**Your objective**
Each entry has to be reproduced in full, exactly as given.

--

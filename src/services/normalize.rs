// src/services/normalize.rs

//! Outlet status normalization.
//!
//! Turns a raw detail payload plus the outlet-list hint into an
//! [`OutletReport`]. Pure and deterministic: no I/O, no clock.

use std::sync::LazyLock;

use regex::Regex;

use crate::models::{
    FAULT_REASON, LEGACY_SLOT_MINUTES, MAINTENANCE_REASON, OutletRef, OutletReport,
    OutletStatus, RawDetail, StatusHint, UNAVAILABLE_TOTAL_MINUTES, UNKNOWN_TOTAL_MINUTES,
};

static NON_DIGIT: LazyLock<Regex> =
    LazyLock::new(|| Regex::new(r"[^0-9]").expect("static regex is valid"));

/// The three classification signals plus timing inputs, in one shape.
#[derive(Debug, Clone, Default, PartialEq, Eq)]
pub struct DetailSignals {
    pub device_operational: bool,
    pub charging_record: bool,
    pub error_count: u32,
    pub used_minutes: u32,
    /// Non-positive when the vendor does not know
    pub vendor_remaining_minutes: i64,
    pub power_rating_watts: u32,
}

impl DetailSignals {
    /// Reduce either payload variant to the canonical signals.
    pub fn extract(detail: &RawDetail, hint: Option<StatusHint>) -> Self {
        match detail {
            RawDetail::Current(d) => {
                let used_minutes = clamp_u32(d.used_minutes);
                let charging_record = match hint {
                    Some(hint) => hint == StatusHint::Charging,
                    None => d.used_minutes > 0 || d.rest_minutes > 0,
                };
                Self {
                    device_operational: d.hardware_state == 1,
                    charging_record,
                    error_count: clamp_u32(d.error_count),
                    used_minutes,
                    vendor_remaining_minutes: d.rest_minutes,
                    power_rating_watts: extract_digits(d.billing_power.as_deref()),
                }
            }
            RawDetail::Legacy(d) => {
                let used = i64::from(extract_digits(d.used_text.as_deref()));
                let booked = i64::from(extract_digits(d.booked_slots_text.as_deref()))
                    * LEGACY_SLOT_MINUTES;
                let vendor_remaining_minutes = if booked > 0 { booked - used } else { 0 };
                Self {
                    device_operational: true,
                    charging_record: d.charging,
                    error_count: 0,
                    used_minutes: clamp_u32(used),
                    vendor_remaining_minutes,
                    power_rating_watts: extract_digits(d.power_text.as_deref()),
                }
            }
        }
    }
}

/// Classify signals into a canonical status. First match wins.
pub fn classify(signals: &DetailSignals) -> OutletStatus {
    if !signals.device_operational {
        OutletStatus::Unavailable(MAINTENANCE_REASON.to_string())
    } else if signals.charging_record {
        OutletStatus::Using
    } else if signals.error_count > 0 {
        OutletStatus::Unavailable(FAULT_REASON.to_string())
    } else {
        OutletStatus::Available
    }
}

/// Stored total minutes for a classified outlet.
pub fn total_minutes(status: &OutletStatus, signals: &DetailSignals) -> u32 {
    match status {
        OutletStatus::Available => 0,
        OutletStatus::Using if signals.vendor_remaining_minutes > 0 => {
            let remaining = clamp_u32(signals.vendor_remaining_minutes);
            signals.used_minutes.saturating_add(remaining)
        }
        OutletStatus::Using => UNKNOWN_TOTAL_MINUTES,
        OutletStatus::Unavailable(_) => UNAVAILABLE_TOTAL_MINUTES,
    }
}

/// Build the report for one outlet from its raw detail.
pub fn normalize(outlet: &OutletRef, detail: &RawDetail) -> OutletReport {
    let signals = DetailSignals::extract(detail, outlet.hint);
    let status = classify(&signals);
    let total_minutes = total_minutes(&status, &signals);

    OutletReport {
        station_name: outlet.station.name.clone(),
        outlet_name: outlet.name.clone(),
        area: outlet.station.area.clone(),
        status,
        power_rating_watts: signals.power_rating_watts,
        used_minutes: signals.used_minutes,
        total_minutes,
    }
}

/// Concatenate every decimal digit in `text` and parse it; 0 when there is
/// nothing usable.
///
/// Full-width digits (`０`-`９`) count as their ASCII forms. Digits of other
/// scripts are dropped.
pub fn extract_digits(text: Option<&str>) -> u32 {
    text.map(|t| t.chars().map(fold_full_width_digit).collect::<String>())
        .and_then(|t| NON_DIGIT.replace_all(&t, "").parse().ok())
        .unwrap_or(0)
}

fn fold_full_width_digit(c: char) -> char {
    match c {
        '０'..='９' => {
            char::from_u32(u32::from(c) - u32::from('０') + u32::from('0')).unwrap_or(c)
        }
        _ => c,
    }
}

fn clamp_u32(value: i64) -> u32 {
    u32::try_from(value.max(0)).unwrap_or(u32::MAX)
}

--

**Solution to this problem**
filename src/services/normalize.rs
// src/services/normalize.rs

//! Outlet status normalization.
//!
//! Turns a raw detail payload plus the outlet-list hint into an
//! [`OutletReport`]. Pure and deterministic: no I/O, no clock.

use std::sync::LazyLock;

use regex::Regex;

use crate::models::{
    FAULT_REASON, LEGACY_SLOT_MINUTES, MAINTENANCE_REASON, OutletRef, OutletReport,
    OutletStatus, RawDetail, StatusHint, UNAVAILABLE_TOTAL_MINUTES, UNKNOWN_TOTAL_MINUTES,
};

static NON_DIGIT: LazyLock<Regex> =
    LazyLock::new(|| Regex::new(r"[^0-9]").expect("static regex is valid"));

/// The three classification signals plus timing inputs, in one shape.
#[derive(Debug, Clone, Default, PartialEq, Eq)]
pub struct DetailSignals {
    pub device_operational: bool,
    pub charging_record: bool,
    pub error_count: u32,
    pub used_minutes: u32,
    /// Non-positive when the vendor does not know
    pub vendor_remaining_minutes: i64,
    pub power_rating_watts: u32,
}

impl DetailSignals {
    /// Reduce either payload variant to the canonical signals.
    pub fn extract(detail: &RawDetail, hint: Option<StatusHint>) -> Self {
        match detail {
            RawDetail::Current(d) => {
                let used_minutes = clamp_u32(d.used_minutes);
                let charging_record = match hint {
                    Some(hint) => hint == StatusHint::Charging,
                    None => d.used_minutes > 0 || d.rest_minutes > 0,
                };
                Self {
                    device_operational: d.hardware_state == 1,
                    charging_record,
                    error_count: clamp_u32(d.error_count),
                    used_minutes,
                    vendor_remaining_minutes: d.rest_minutes,
                    power_rating_watts: extract_digits(d.billing_power.as_deref()),
                }
            }
            RawDetail::Legacy(d) => {
                let used = i64::from(extract_digits(d.used_text.as_deref()));
                let booked = i64::from(extract_digits(d.booked_slots_text.as_deref()))
                    * LEGACY_SLOT_MINUTES;
                let vendor_remaining_minutes = if booked > 0 { booked - used } else { 0 };
                Self {
                    device_operational: true,
                    charging_record: d.charging,
                    error_count: 0,
                    used_minutes: clamp_u32(used),
                    vendor_remaining_minutes,
                    power_rating_watts: extract_digits(d.power_text.as_deref()),
                }
            }
        }
    }
}

/// Classify signals into a canonical status. First match wins.
pub fn classify(signals: &DetailSignals) -> OutletStatus {
    if !signals.device_operational {
        OutletStatus::Unavailable(MAINTENANCE_REASON.to_string())
    } else if signals.charging_record {
        OutletStatus::Using
    } else if signals.error_count > 0 {
        OutletStatus::Unavailable(FAULT_REASON.to_string())
    } else {
        OutletStatus::Available
    }
}

/// Stored total minutes for a classified outlet.
pub fn total_minutes(status: &OutletStatus, signals: &DetailSignals) -> u32 {
    match status {
        OutletStatus::Available => 0,
        OutletStatus::Using if signals.vendor_remaining_minutes > 0 => {
            let remaining = clamp_u32(signals.vendor_remaining_minutes);
            signals.used_minutes.saturating_add(remaining)
        }
        OutletStatus::Using => UNKNOWN_TOTAL_MINUTES,
        OutletStatus::Unavailable(_) => UNAVAILABLE_TOTAL_MINUTES,
    }
}

/// Build the report for one outlet from its raw detail.
pub fn normalize(outlet: &OutletRef, detail: &RawDetail) -> OutletReport {
    let signals = DetailSignals::extract(detail, outlet.hint);
    let status = classify(&signals);
    let total_minutes = total_minutes(&status, &signals);

    OutletReport {
        station_name: outlet.station.name.clone(),
        outlet_name: outlet.name.clone(),
        area: outlet.station.area.clone(),
        status,
        power_rating_watts: signals.power_rating_watts,
        used_minutes: signals.used_minutes,
        total_minutes,
    }
}

/// Concatenate every decimal digit in `text` and parse it; 0 when there is
/// nothing usable.
///
/// Full-width digits (`０`-`９`) count as their ASCII forms. Digits of other
/// scripts are dropped.
pub fn extract_digits(text: Option<&str>) -> u32 {
    text.map(|t| t.chars().map(fold_full_width_digit).collect::<String>())
        .and_then(|t| NON_DIGIT.replace_all(&t, "").parse().ok())
        .unwrap_or(0)
}

fn fold_full_width_digit(c: char) -> char {
    match c {
        '０'..='９' => {
            char::from_u32(u32::from(c) - u32::from('０') + u32::from('0')).unwrap_or(c)
        }
        _ => c,
    }
}

fn clamp_u32(value: i64) -> u32 {
    u32::try_from(value.max(0)).unwrap_or(u32::MAX)
}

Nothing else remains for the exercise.